Instructions to follow:
Extract, exactly as written, all lines of the material below from the line that includes "pub fn parse_wall_time_minutes(input: &str)" through its last line.

═══ Records to process

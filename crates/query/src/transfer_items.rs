// SPDX-License-Identifier: BUSL-1.1
// Copyright (c) 2026 Alfred Jean LLC

//! TransferItem filter/order/paginate backing `/transfers/` (§6). Not named
//! in §4.1's predicate table (only jobs/events/batch_jobs are); a minimal
//! by-job filter is enough to back the one list route §6 grants it.

use jobctl_core::{JobId, OrderKey, TransferDirection, TransferItem, TransferItemId, UserId};
use jobctl_storage::MaterializedState;
use serde::{Deserialize, Serialize};

use crate::error::QueryError;
use crate::order::sort_by_keys;
use crate::page::{paginate, Page, Paginator};

#[derive(Debug, Clone, Default, Serialize, Deserialize)]
pub struct TransferItemFilter {
    pub id_in: Option<Vec<TransferItemId>>,
    pub job_id_in: Option<Vec<JobId>>,
    pub direction: Option<TransferDirection>,
}

impl TransferItemFilter {
    fn matches(&self, item: &TransferItem) -> bool {
        if let Some(ids) = &self.id_in {
            if !ids.contains(&item.id) {
                return false;
            }
        }
        if let Some(jobs) = &self.job_id_in {
            if !jobs.contains(&item.job_ref) {
                return false;
            }
        }
        if let Some(dir) = self.direction {
            if item.direction != dir {
                return false;
            }
        }
        true
    }
}

fn field_cmp(field: &str, a: &TransferItem, b: &TransferItem) -> Option<std::cmp::Ordering> {
    use std::cmp::Ordering;
    Some(match field {
        "id" => a.id.cmp(&b.id),
        _ => return Option::<Ordering>::None,
    })
}

/// Owned transitively through the parent Job (TransferItem carries no
/// `owner_id` of its own — §3 describes it as a child of Job).
fn scan(state: &MaterializedState, owner_id: &UserId, filter: &TransferItemFilter) -> Vec<TransferItem> {
    state
        .transfer_items
        .values()
        .filter(|t| {
            state
                .get_job(t.job_ref.as_str())
                .is_some_and(|j| &j.owner_id == owner_id)
        })
        .filter(|t| filter.matches(t))
        .cloned()
        .collect()
}

fn ordered(mut items: Vec<TransferItem>, order_by: &[OrderKey]) -> Vec<TransferItem> {
    let keys: Vec<OrderKey> = if order_by.is_empty() {
        vec![OrderKey {
            field: "id".into(),
            descending: false,
        }]
    } else {
        order_by.to_vec()
    };
    sort_by_keys(&mut items, &keys, field_cmp);
    items
}

pub fn list(
    state: &MaterializedState,
    owner_id: &UserId,
    filter: &TransferItemFilter,
    order_by: &[OrderKey],
    paginator: Paginator,
) -> Page<TransferItem> {
    paginate(ordered(scan(state, owner_id, filter), order_by), paginator)
}

pub fn count(state: &MaterializedState, owner_id: &UserId, filter: &TransferItemFilter) -> usize {
    scan(state, owner_id, filter).len()
}

pub fn get(
    state: &MaterializedState,
    owner_id: &UserId,
    filter: &TransferItemFilter,
) -> Result<TransferItem, QueryError> {
    crate::page::get_one(scan(state, owner_id, filter))
}
// SPDX-License-Identifier: BUSL-1.1
// Copyright (c) 2026 Alfred Jean LLC

//! The transactional core's error type (§7, §7.1): one variant per client
//! error kind, plus one for the durability layer.

use jobctl_core::{ErrorKind, InvalidTransition};
use jobctl_query::QueryError;
use thiserror::Error;

/// Errors a `jobctl-engine` service method can return. Every variant maps
/// onto exactly one [`ErrorKind`] via [`EngineError::kind`] for serialization
/// into a `Response::Error` (§6.1).
#[derive(Debug, Error)]
pub enum EngineError {
    #[error("not found")]
    NotFound,
    #[error("validation error: {0}")]
    Validation(String),
    #[error(transparent)]
    InvalidTransition(#[from] InvalidTransition),
    #[error("conflict: {0}")]
    Conflict(String),
    #[error("not implemented: {0}")]
    NotImplemented(String),
    #[error("auth failure")]
    AuthFailure,
    #[error("storage error: {0}")]
    Storage(#[from] jobctl_storage::WalError),
}

impl EngineError {
    /// The §7 error kind this error maps to, for wire serialization.
    pub fn kind(&self) -> ErrorKind {
        match self {
            EngineError::NotFound => ErrorKind::NotFound,
            EngineError::Validation(_) => ErrorKind::ValidationError,
            EngineError::InvalidTransition(_) => ErrorKind::InvalidTransition,
            EngineError::Conflict(_) => ErrorKind::Conflict,
            EngineError::NotImplemented(_) => ErrorKind::NotImplemented,
            EngineError::AuthFailure => ErrorKind::AuthFailure,
            // No real database exists in this realization (§5.1, §7.1); a
            // local WAL append failure is closest in spirit to a rejected
            // write and is surfaced to the client as a validation failure
            // rather than invented a ninth wire kind.
            EngineError::Storage(_) => ErrorKind::ValidationError,
        }
    }
}

impl From<QueryError> for EngineError {
    fn from(e: QueryError) -> Self {
        match e {
            QueryError::DoesNotExist => EngineError::NotFound,
            QueryError::MultipleObjects(n) => {
                EngineError::Validation(format!("{n} matching rows, expected exactly one"))
            }
        }
    }
}
// SPDX-License-Identifier: BUSL-1.1
// Copyright (c) 2026 Alfred Jean LLC

//! Site CRUD and the backfill-report boundary a scheduler adapter calls
//! (§4.4.1).

use std::collections::BTreeMap;

use jobctl_core::{BackfillWindow, Clock, Event, IdGen, Site, SiteId, SiteStatus, UserId};
use serde::{Deserialize, Serialize};

use crate::error::EngineError;
use crate::notifier::{Action, Entity, Notification};
use crate::store::Engine;

/// `POST /sites/`.
#[derive(Debug, Clone, Serialize, Deserialize)]
pub struct SiteCreateSpec {
    pub hostname: String,
    pub path: String,
}

/// `PUT /sites/{id}` writable fields.
#[derive(Debug, Clone, Default, Serialize, Deserialize)]
pub struct SitePatch {
    pub hostname: Option<String>,
    pub path: Option<String>,
    pub status: Option<SiteStatus>,
}

pub fn create<C: Clock, G: IdGen>(
    engine: &Engine<C, G>,
    owner_id: &UserId,
    spec: SiteCreateSpec,
) -> Result<Site, EngineError> {
    let site = engine.commit(|state| {
        let dup = state.sites.values().any(|s| {
            s.owner_id == *owner_id && s.hostname == spec.hostname && s.path == spec.path
        });
        if dup {
            return Err(EngineError::Conflict(format!(
                "site {}:{} already exists for this owner",
                spec.hostname, spec.path
            )));
        }

        let site = Site {
            id: SiteId::new(engine.new_id("site")),
            owner_id: owner_id.clone(),
            hostname: spec.hostname,
            path: spec.path,
            status: SiteStatus::default(),
            last_refresh: engine.now(),
        };

        Ok((site.clone(), vec![Event::SiteCreated { site: site.clone() }]))
    })?;

    engine.notifier.publish(Notification {
        owner_id: owner_id.clone(),
        action: Action::BulkCreate,
        entity: Entity::Site,
        ids: vec![site.id.as_str().to_string()],
    });

    Ok(site)
}

pub fn update<C: Clock, G: IdGen>(
    engine: &Engine<C, G>,
    owner_id: &UserId,
    id: &SiteId,
    patch: SitePatch,
) -> Result<Site, EngineError> {
    let site = engine.commit(|state| {
        let mut site = state
            .get_site(id.as_str())
            .filter(|s| s.owner_id == *owner_id)
            .cloned()
            .ok_or(EngineError::NotFound)?;

        let next_hostname = patch.hostname.clone().unwrap_or_else(|| site.hostname.clone());
        let next_path = patch.path.clone().unwrap_or_else(|| site.path.clone());
        if (patch.hostname.is_some() || patch.path.is_some())
            && (next_hostname != site.hostname || next_path != site.path)
        {
            let dup = state.sites.values().any(|s| {
                s.id != site.id
                    && s.owner_id == *owner_id
                    && s.hostname == next_hostname
                    && s.path == next_path
            });
            if dup {
                return Err(EngineError::Conflict(format!(
                    "site {next_hostname}:{next_path} already exists for this owner"
                )));
            }
        }

        if let Some(v) = patch.hostname {
            site.hostname = v;
        }
        if let Some(v) = patch.path {
            site.path = v;
        }
        if let Some(v) = patch.status {
            site.status = v;
        }

        Ok((site.clone(), vec![Event::SiteReplaced { site: site.clone() }]))
    })?;

    engine.notifier.publish(Notification {
        owner_id: owner_id.clone(),
        action: Action::BulkUpdate,
        entity: Entity::Site,
        ids: vec![site.id.as_str().to_string()],
    });

    Ok(site)
}

pub fn delete<C: Clock, G: IdGen>(engine: &Engine<C, G>, owner_id: &UserId, id: &SiteId) -> Result<(), EngineError> {
    engine.commit(|state| {
        state
            .get_site(id.as_str())
            .filter(|s| s.owner_id == *owner_id)
            .ok_or(EngineError::NotFound)?;
        Ok(((), vec![Event::SiteDeleted { id: id.clone() }]))
    })?;

    engine.notifier.publish(Notification {
        owner_id: owner_id.clone(),
        action: Action::BulkDelete,
        entity: Entity::Site,
        ids: vec![id.as_str().to_string()],
    });

    Ok(())
}

/// The boundary a scheduler adapter calls after reducing a node-list report
/// to a per-queue cumulative-capacity curve (§4.4.1). Not a client-facing
/// route; no event fan-out beyond the standard Site update notification.
pub fn report_backfill<C: Clock, G: IdGen>(
    engine: &Engine<C, G>,
    owner_id: &UserId,
    id: &SiteId,
    queue_windows: BTreeMap<String, Vec<BackfillWindow>>,
) -> Result<Site, EngineError> {
    let site = engine.commit(|state| {
        let mut site = state
            .get_site(id.as_str())
            .filter(|s| s.owner_id == *owner_id)
            .cloned()
            .ok_or(EngineError::NotFound)?;

        site.apply_backfill_report(queue_windows, engine.now());

        Ok((site.clone(), vec![Event::SiteReplaced { site: site.clone() }]))
    })?;

    engine.notifier.publish(Notification {
        owner_id: owner_id.clone(),
        action: Action::BulkUpdate,
        entity: Entity::Site,
        ids: vec![site.id.as_str().to_string()],
    });

    Ok(site)
}

#[cfg(test)]
mod tests {
    use super::*;
    use crate::store::test_engine;

    #[test]
    fn create_rejects_duplicate_owner_hostname_path() {
        let engine = test_engine();
        let owner = UserId::new("u1");
        create(
            &engine,
            &owner,
            SiteCreateSpec { hostname: "theta".into(), path: "/proj".into() },
        )
        .unwrap();

        let err = create(
            &engine,
            &owner,
            SiteCreateSpec { hostname: "theta".into(), path: "/proj".into() },
        )
        .unwrap_err();
        assert!(matches!(err, EngineError::Conflict(_)));
    }

    #[test]
    fn different_owners_may_share_hostname_and_path() {
        let engine = test_engine();
        create(
            &engine,
            &UserId::new("u1"),
            SiteCreateSpec { hostname: "theta".into(), path: "/proj".into() },
        )
        .unwrap();
        create(
            &engine,
            &UserId::new("u2"),
            SiteCreateSpec { hostname: "theta".into(), path: "/proj".into() },
        )
        .unwrap();
    }

    #[test]
    fn report_backfill_updates_status_and_last_refresh() {
        let engine = test_engine();
        let owner = UserId::new("u1");
        let site = create(
            &engine,
            &owner,
            SiteCreateSpec { hostname: "theta".into(), path: "/proj".into() },
        )
        .unwrap();

        let mut windows = BTreeMap::new();
        windows.insert("default".to_string(), vec![(10, 60), (4, 120)]);
        let updated = report_backfill(&engine, &owner, &site.id, windows.clone()).unwrap();
        assert_eq!(updated.status.backfill_windows, windows);
    }

    #[test]
    fn update_cross_owner_is_not_found() {
        let engine = test_engine();
        let site = create(
            &engine,
            &UserId::new("u1"),
            SiteCreateSpec { hostname: "theta".into(), path: "/proj".into() },
        )
        .unwrap();

        let err = update(
            &engine,
            &UserId::new("u2"),
            &site.id,
            SitePatch { hostname: Some("other".into()), ..Default::default() },
        )
        .unwrap_err();
        assert!(matches!(err, EngineError::NotFound));
    }
}
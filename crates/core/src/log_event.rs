// SPDX-License-Identifier: BUSL-1.1
// Copyright (c) 2026 Alfred Jean LLC

//! LogEvent: an append-only record of a single Job state transition (§3).

use chrono::{DateTime, Utc};
use serde::{Deserialize, Serialize};

use crate::ids::{JobId, LogEventId};
use crate::job::JobState;

/// Immutable. Every accepted state transition — including the implicit
/// `∅ → STAGED_IN` at creation and, when applicable, the immediately
/// following `STAGED_IN → READY` — appends exactly one LogEvent (§3, §4.3).
#[derive(Debug, Clone, Serialize, Deserialize)]
pub struct LogEvent {
    pub id: LogEventId,
    pub job_ref: JobId,
    pub timestamp: DateTime<Utc>,
    pub from_state: Option<JobState>,
    pub to_state: JobState,
    pub message: String,
}
// SPDX-License-Identifier: BUSL-1.1
// Copyright (c) 2026 Alfred Jean LLC

//! Generic multi-key ordering (§4.1): a list of signed column names, applied
//! in order, with a stable sort so ties fall back to the vector's incoming
//! order (callers pre-sort by the collection's default key, e.g. `id`).

use std::cmp::Ordering;

use jobctl_core::OrderKey;

/// Sort `items` by `keys` in sequence, using `field_cmp` to compare two items
/// on a single named field. Unknown field names are skipped (treated as
/// equal) rather than rejected — the bulk mutation/query layer is
/// responsible for validating `order_by` strings before they reach here if
/// strict rejection is desired.
pub fn sort_by_keys<T>(items: &mut [T], keys: &[OrderKey], field_cmp: impl Fn(&str, &T, &T) -> Option<Ordering>) {
    items.sort_by(|a, b| {
        for key in keys {
            if let Some(ord) = field_cmp(&key.field, a, b) {
                let ord = if key.descending { ord.reverse() } else { ord };
                if ord != Ordering::Equal {
                    return ord;
                }
            }
        }
        Ordering::Equal
    });
}

/// Parse a list of raw `order_by` strings (e.g. `["-wall_time_min", "id"]`)
/// into [`OrderKey`]s.
pub fn parse_order_by(raw: &[String]) -> Vec<OrderKey> {
    raw.iter().map(|s| OrderKey::parse(s)).collect()
}

#[cfg(test)]
mod tests {
    use super::*;

    #[test]
    fn descending_key_reverses_comparison() {
        let mut items = vec![1, 3, 2];
        let keys = vec![OrderKey {
            field: "value".into(),
            descending: true,
        }];
        sort_by_keys(&mut items, &keys, |field, a, b| {
            (field == "value").then(|| a.cmp(b))
        });
        assert_eq!(items, vec![3, 2, 1]);
    }

    #[test]
    fn unknown_field_is_a_no_op() {
        let mut items = vec![1, 2, 3];
        let keys = vec![OrderKey {
            field: "bogus".into(),
            descending: false,
        }];
        sort_by_keys(&mut items, &keys, |_, _, _| None);
        assert_eq!(items, vec![1, 2, 3]);
    }
}
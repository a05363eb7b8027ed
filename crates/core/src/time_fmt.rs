// SPDX-License-Identifier: BUSL-1.1
// Copyright (c) 2026 Alfred Jean LLC

//! Wall-time duration parsing (§4.3.1).
//!
//! Scheduler adapters and clients report wall-clock durations as `HH:MM:SS`
//! text at the boundary; everywhere inside the core a wall time is whole
//! minutes. The parse is purely numeric — no implementation may multiply a
//! string-typed hour token by 60 (the bug one historical scheduler adapter's
//! inline parser made); unparsable input yields `0`, matching that adapter's
//! own fallback for a malformed field rather than panicking.

/// Parse an `HH:MM:SS` wall-time string into whole minutes.
///
/// `H*60 + M + round(S/60)`. Missing fields are treated as `0`. A string that
/// does not split into 1-3 numeric fields returns `0`.
pub fn parse_wall_time_minutes(input: &str) -> u32 {
    let fields: Vec<&str> = input.trim().split(':').collect();
    if fields.is_empty() || fields.len() > 3 || input.trim().is_empty() {
        return 0;
    }

    let parsed: Option<Vec<u32>> = fields.iter().map(|f| f.trim().parse::<u32>().ok()).collect();
    let parsed = match parsed {
        Some(p) => p,
        None => return 0,
    };

    let (h, m, s) = match parsed.len() {
        1 => (0, parsed[0], 0),
        2 => (parsed[0], parsed[1], 0),
        3 => (parsed[0], parsed[1], parsed[2]),
        _ => return 0,
    };

    h * 60 + m + (s as f64 / 60.0).round() as u32
}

══════

Answer to this problem:
pub fn parse_wall_time_minutes(input: &str) -> u32 {
    let fields: Vec<&str> = input.trim().split(':').collect();
    if fields.is_empty() || fields.len() > 3 || input.trim().is_empty() {
        return 0;
    }

    let parsed: Option<Vec<u32>> = fields.iter().map(|f| f.trim().parse::<u32>().ok()).collect();
    let parsed = match parsed {
        Some(p) => p,
        None => return 0,
    };

    let (h, m, s) = match parsed.len() {
        1 => (0, parsed[0], 0),
        2 => (parsed[0], parsed[1], 0),
        3 => (parsed[0], parsed[1], parsed[2]),
        _ => return 0,
    };

    h * 60 + m + (s as f64 / 60.0).round() as u32
}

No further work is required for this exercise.